Summary judgment is not appropriate in a medical malpractice action where the parties adduce conflicting medical expert opinions (see Henry v Sunrise Manor Center for Nursing and Rehab., 147 A.D.3d 739; Fink v DeAngelis, 117 A.D.3d 894; Feinberg v Feit, 23 A.D.3d 517; Dandrea v Hertz, 23 A.D.3d 332; Shields v Baktidy, 11 A.D.3d 671). Such credibility issues can only be resolved by a jury (see Loaiza v Lam, 107 A.D.3d 951; Fink v DeAngelis, supra; Feinberg v Feit, supra; Dandrea v Hertz, supra). In this case, the conflicting opinions of the parties' experts raise triable issues of fact as to whether the defendants deviated from good and accepted practice in their treatment of the plaintiff. Accordingly, the branch of the motion for summary judgment dismissing the plaintiffs medical malpractice claim is denied.
The defendants also move for summary judgment with respect to the plaintiffs causes of action for lack of informed consent and negligent hiring. To establish a cause of action for malpractice based on lack of informed consent, plaintiff must prove (1) that the person providing the professional treatment failed to disclose alternatives thereto and failed to inform the patient of reasonably foreseeable risks associated with the treatment, and the alternatives, that a reasonable medical practitioner would have disclosed in the same circumstances, (2) that a reasonably prudent patient in the same position would not have undergone the treatment if he or she had been fully informed, and (3) that the lack of informed consent is a proximate cause of the injury (Godel v Goldstein, 155 A.D.3d 939).

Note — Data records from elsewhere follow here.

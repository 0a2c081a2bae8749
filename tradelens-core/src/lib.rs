//! TradeLens Core — domain records and deterministic randomness.
//!
//! This crate holds the plain value types the analytics engine consumes:
//! - Fills, positions and equity points as delivered by the indexer
//! - The `TradeLike` trait that lets fills and positions share trade statistics
//! - Lenient numeric decoding (numbers or numeric strings, missing = zero)
//! - A seed hierarchy for reproducible Monte Carlo draws

pub mod decode;
pub mod domain;
pub mod rng;
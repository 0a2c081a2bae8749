//! Engine configuration, loaded from TOML.
//!
//! Every field has a default, so an empty document is a valid config.
//! File reading is left to the caller; this module only parses and checks.

use chrono::{FixedOffset, Offset, Utc};
use serde::{Deserialize, Serialize};
use thiserror::Error;

use crate::liquidation::DEFAULT_MAINTENANCE_MARGIN;
use crate::tail_metrics::{MonteCarloConfig, VarMethod, DEFAULT_TAIL_PERCENTILE};

#[derive(Debug, Error)]
pub enum ConfigError {
    #[error("config parse error: {0}")]
    Parse(#[from] toml::de::Error),

    #[error("invalid config field `{field}`: {reason}")]
    Invalid { field: &'static str, reason: String },
}

/// Which record type feeds the trade statistics.
#[derive(Debug, Clone, Copy, Default, PartialEq, Eq, Serialize, Deserialize)]
#[serde(rename_all = "snake_case")]
pub enum TradeSource {
    #[default]
    Positions,
    Fills,
}

#[derive(Debug, Clone, PartialEq, Serialize, Deserialize)]
#[serde(default)]
pub struct AnalyticsConfig {
    /// Per-period risk-free rate, in the same unit as the returns.
    pub risk_free_rate: f64,
    /// `None` infers the sampling frequency from equity timestamps.
    pub periods_per_year: Option<f64>,
    pub var_confidence: f64,
    pub var_method: VarMethod,
    pub monte_carlo: MonteCarloConfig,
    /// Drawdown periods at or below this depth (percent) are ignored.
    pub drawdown_threshold_pct: f64,
    pub maintenance_margin: f64,
    pub tail_percentile: f64,
    pub trade_source: TradeSource,
    /// Fixed offset used for calendar grouping.
    pub utc_offset_minutes: i32,
}

impl Default for AnalyticsConfig {
    fn default() -> Self {
        Self {
            risk_free_rate: 0.0,
            periods_per_year: None,
            var_confidence: 0.95,
            var_method: VarMethod::Historical,
            monte_carlo: MonteCarloConfig::default(),
            drawdown_threshold_pct: 0.0,
            maintenance_margin: DEFAULT_MAINTENANCE_MARGIN,
            tail_percentile: DEFAULT_TAIL_PERCENTILE,
            trade_source: TradeSource::Positions,
            utc_offset_minutes: 0,
        }
    }
}

impl AnalyticsConfig {
    /// Parse a TOML document and validate the result.
    pub fn from_toml_str(content: &str) -> Result<Self, ConfigError> {
        let config: Self = toml::from_str(content)?;
        config.validate()?;
        Ok(config)
    }

    pub fn validate(&self) -> Result<(), ConfigError> {
        if outside_open(self.var_confidence, 0.0, 1.0) {
            return Err(invalid(
                "var_confidence",
                format!("must be in (0, 1), got {}", self.var_confidence),
            ));
        }
        if let Some(ppy) = self.periods_per_year {
            if !ppy.is_finite() || ppy <= 0.0 {
                return Err(invalid(
                    "periods_per_year",
                    format!("must be positive, got {ppy}"),
                ));
            }
        }
        if self.maintenance_margin.is_nan() || self.maintenance_margin < 0.0 {
            return Err(invalid(
                "maintenance_margin",
                format!("must be non-negative, got {}", self.maintenance_margin),
            ));
        }
        if self.monte_carlo.simulations == 0 {
            return Err(invalid("monte_carlo.simulations", "must be at least 1".into()));
        }
        if outside_open(self.tail_percentile, 0.0, 0.5) {
            return Err(invalid(
                "tail_percentile",
                format!("must be in (0, 0.5), got {}", self.tail_percentile),
            ));
        }
        // chrono accepts offsets strictly inside ±24h
        if self.utc_offset_minutes.abs() >= 24 * 60 {
            return Err(invalid(
                "utc_offset_minutes",
                format!("must be within ±1439, got {}", self.utc_offset_minutes),
            ));
        }
        Ok(())
    }

    /// The calendar offset for grouping, falling back to UTC.
    pub fn utc_offset(&self) -> FixedOffset {
        FixedOffset::east_opt(self.utc_offset_minutes * 60).unwrap_or_else(|| Utc.fix())
    }
}

fn invalid(field: &'static str, reason: String) -> ConfigError {
    ConfigError::Invalid { field, reason }
}

/// True unless `lo < x < hi`. NaN is outside every interval.
fn outside_open(x: f64, lo: f64, hi: f64) -> bool {
    x.is_nan() || x <= lo || x >= hi
}

#[cfg(test)]
mod tests {
    use super::*;

    // ── Parsing ──

    #[test]
    fn empty_document_gives_defaults() {
        let config = AnalyticsConfig::from_toml_str("").unwrap();
        assert_eq!(config, AnalyticsConfig::default());
        assert_eq!(config.var_confidence, 0.95);
        assert_eq!(config.monte_carlo.simulations, 10_000);
        assert_eq!(config.monte_carlo.seed, 42);
        assert_eq!(config.maintenance_margin, 0.006);
        assert_eq!(config.tail_percentile, 0.05);
        assert_eq!(config.trade_source, TradeSource::Positions);
        assert!(config.periods_per_year.is_none());
    }

    #[test]
    fn parses_partial_document() {
        let toml = r#"
            risk_free_rate = 0.0001
            periods_per_year = 365.0
            var_method = "monte_carlo"
            trade_source = "fills"
            utc_offset_minutes = -300

            [monte_carlo]
            seed = 7
        "#;
        let config = AnalyticsConfig::from_toml_str(toml).unwrap();
        assert_eq!(config.risk_free_rate, 0.0001);
        assert_eq!(config.periods_per_year, Some(365.0));
        assert_eq!(config.var_method, VarMethod::MonteCarlo);
        assert_eq!(config.trade_source, TradeSource::Fills);
        assert_eq!(config.monte_carlo.seed, 7);
        assert_eq!(config.monte_carlo.simulations, 10_000);
        assert_eq!(config.utc_offset().local_minus_utc(), -300 * 60);
    }

    #[test]
    fn malformed_toml_is_parse_error() {
        let err = AnalyticsConfig::from_toml_str("var_confidence = [").unwrap_err();
        assert!(matches!(err, ConfigError::Parse(_)));
    }

    #[test]
    fn unknown_method_is_parse_error() {
        let err = AnalyticsConfig::from_toml_str(r#"var_method = "bootstrap""#).unwrap_err();
        assert!(matches!(err, ConfigError::Parse(_)));
    }

    // ── Validation ──

    #[test]
    fn rejects_out_of_range_fields() {
        let cases = [
            ("var_confidence = 1.0", "var_confidence"),
            ("var_confidence = 0.0", "var_confidence"),
            ("periods_per_year = 0.0", "periods_per_year"),
            ("maintenance_margin = -0.01", "maintenance_margin"),
            ("tail_percentile = 0.5", "tail_percentile"),
            ("utc_offset_minutes = 1440", "utc_offset_minutes"),
            ("[monte_carlo]\nsimulations = 0", "monte_carlo.simulations"),
        ];
        for (doc, expected) in cases {
            match AnalyticsConfig::from_toml_str(doc) {
                Err(ConfigError::Invalid { field, .. }) => assert_eq!(field, expected, "{doc}"),
                other => panic!("{doc}: expected Invalid, got {other:?}"),
            }
        }
    }

    #[test]
    fn rejects_non_finite_fields() {
        let cases = [
            ("var_confidence = nan", "var_confidence"),
            ("periods_per_year = inf", "periods_per_year"),
            ("periods_per_year = nan", "periods_per_year"),
            ("maintenance_margin = nan", "maintenance_margin"),
            ("tail_percentile = nan", "tail_percentile"),
        ];
        for (doc, expected) in cases {
            match AnalyticsConfig::from_toml_str(doc) {
                Err(ConfigError::Invalid { field, .. }) => assert_eq!(field, expected, "{doc}"),
                other => panic!("{doc}: expected Invalid, got {other:?}"),
            }
        }
    }

    #[test]
    fn error_message_names_field() {
        let err = AnalyticsConfig::from_toml_str("var_confidence = 2.0").unwrap_err();
        assert!(err.to_string().contains("var_confidence"));
    }

    // ── Serialization ──

    #[test]
    fn json_roundtrip() {
        let config = AnalyticsConfig {
            periods_per_year: Some(8760.0),
            var_method: VarMethod::Parametric,
            ..Default::default()
        };
        let json = serde_json::to_string(&config).unwrap();
        let back: AnalyticsConfig = serde_json::from_str(&json).unwrap();
        assert_eq!(config, back);
    }
}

Here, the defendants made a prima facie showing of their entitlement to summary judgment on the claim for lack of informed consent and the plaintiff failed to raise an issue of fact in opposition.
Additionally, the defendants have established their entitlement to judgment as a matter of law with regard to the plaintiffs claim for negligent hiring. "Generally, where an employee is acting within the scope of his or her employment, the employer is liable for the employee's negligence under a theory of respondent superior and no claim may proceed against the employer for negligent hiring, retention, supervision or training" (see Talavera v Arbit, 18 A.D.3d 738). The defendants herein were acting within the scope of their employment. The plaintiff has failed to raise any issue of fact in opposition. Accordingly, the causes of action for lack of informed consent and negligent hiring are dismissed.
With respect to Northwell, the defendants have established that Northwell is merely the corporate parent of Huntington Hospital, and that it did not have a physician-patient relationship with the plaintiff (see Potash v Port Auth. of New York and New Jersey, 279 A.D.2d 562). Accordingly, the claims against Northwell are dismissed.